Are you adding to or changing anything about the games for these new platforms besides the title? Also: why change the title?


Every time we release on a new platform (or set of platforms) we try to add something new. When we released on PS3/Vita for example we went in and re-created all of the art and audio assets to release as a sort of “Special Edition” similar to what some NES games saw when re-released on the SNES. So naturally we decided we had to add in a few more features for this new release.


First, we added the ability to turn on “Monsters on Maps” I believe we call the option. With this on, in dungeons you don’t get random battles but instead see the monsters. We use a system similar to Lufia where, for each step you take, they take a step. If you run into each other a battle starts. Or you can sneak around them avoid battles this way, but it’s a double-edged sword because it also means less experience! We also added in one of our more-requested features, a Beastiary. And then there were a number of quality-of-life improvements.

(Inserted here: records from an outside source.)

#![allow(missing_docs)]

use std::collections::BTreeMap;
use std::sync::Arc;

use arborfs::fs::{format, FileKind, Filesystem, FormatOptions, MountOptions};
use arborfs::primitives::io::{FileIo, MemFileIo};
use arborfs::types::objectid::FIRST_FREE as ROOT_DIR;
use arborfs::{ArborError, TreeId};
use proptest::prelude::*;

#[derive(Clone, Debug)]
enum FileOp {
    Create { name: u16, sectors: u8, fill: u8 },
    Unlink { name: u16 },
    Flush,
}

fn op_strategy() -> impl Strategy<Value = FileOp> {
    let names = 0u16..96;
    prop_oneof![
        4 => (names.clone(), 0u8..4, any::<u8>())
            .prop_map(|(name, sectors, fill)| FileOp::Create { name, sectors, fill }),
        2 => names.prop_map(|name| FileOp::Unlink { name }),
        1 => Just(FileOp::Flush),
    ]
}

fn entry_name(name: u16) -> Vec<u8> {
    format!("entry-{name:03}").into_bytes()
}

fn fresh_device() -> Vec<Arc<dyn FileIo>> {
    let device: Arc<dyn FileIo> = Arc::new(MemFileIo::new(128 << 20));
    let devices = vec![device];
    format(&devices, &FormatOptions::scratch()).expect("format");
    devices
}

fn quiet() -> MountOptions {
    MountOptions {
        background_flush: false,
        ..MountOptions::default()
    }
}

fn snapshot(fs: &Filesystem) -> BTreeMap<Vec<u8>, Vec<u8>> {
    fs.list_dir(TreeId::FS, ROOT_DIR)
        .expect("list")
        .into_iter()
        .map(|entry| {
            let data = fs.read(TreeId::FS, entry.inode).expect("read");
            (entry.name, data)
        })
        .collect()
}

proptest! {
    #![proptest_config(ProptestConfig::with_cases(24))]

    #[test]
    fn directory_matches_model_across_commits_and_remounts(
        ops in prop::collection::vec(op_strategy(), 1..120)
    ) {
        let devices = fresh_device();
        let mut reference: BTreeMap<Vec<u8>, Vec<u8>> = BTreeMap::new();
        {
            let fs = Filesystem::open(devices.clone(), quiet()).expect("mount");
            for op in ops {
                match op {
                    FileOp::Create { name, sectors, fill } => {
                        let name = entry_name(name);
                        let created = fs.create(TreeId::FS, ROOT_DIR, &name, FileKind::File);
                        if reference.contains_key(&name) {
                            prop_assert!(matches!(created, Err(ArborError::Invalid(_))));
                            continue;
                        }
                        let inode = created.expect("create");
                        let data = vec![fill; sectors as usize * 4096];
                        if !data.is_empty() {
                            fs.write(TreeId::FS, inode, 0, &data).expect("write");
                        }
                        reference.insert(name, data);
                    }
                    FileOp::Unlink { name } => {
                        let name = entry_name(name);
                        let removed = fs.unlink(TreeId::FS, ROOT_DIR, &name);
                        if reference.remove(&name).is_some() {
                            removed.expect("unlink");
                        } else {
                            prop_assert!(matches!(removed, Err(ArborError::NotFound)));
                        }
                    }
                    FileOp::Flush => {
                        fs.flush().expect("flush");
                    }
                }
            }
            prop_assert_eq!(&snapshot(&fs), &reference);
            fs.shutdown().expect("shutdown");
        }

        let fs = Filesystem::open(devices, quiet()).expect("remount");
        prop_assert_eq!(snapshot(&fs), reference);
        let sb = fs.superblock();
        let used: u64 = fs.with_state(|s| {
            s.chunks
                .iter()
                .map(|c| {
                    let c = c.lock();
                    c.used * c.usage_multiplier()
                })
                .sum()
        });
        prop_assert_eq!(sb.bytes_used, used);
    }
}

As for the title change, there were a couple factors. Calling the game “Book I” and each of the stories in the game chapters, people were confused. They didn’t realize that “Chapter 2: Anders’ Story” was actually an entirely different story than Chapter 1. People would play through the first chapter of the game and not realize they missed over half of the content! And then there’s the sequel issue. Book II is a lot different from Book I both in presentation and a bit in gameplay. We tried to make sure people could jump into the game and play it without ever having played the first game without missing much other than maybe a few in-jokes. Unfortunately, tying it to the first game as a direct sequel confused people. If they didn’t play Book I (because they don’t like the 8-bit art, or random battles, or just didn’t) meant they wouldn’t play Book II, because you can’t just jump into the second book in a series, right?


Why aren’t you bringing Dragon Fantasy to any Xbox platforms (yet)?


There hasn’t really been much demand. A LOT of people were asking about 3DS, and we get a lot of questions about where to get the game for PC/Mac/Linux, but Xbox just doesn’t come up much. Like I said above, we’re open to putting our games where ever it makes the most sense.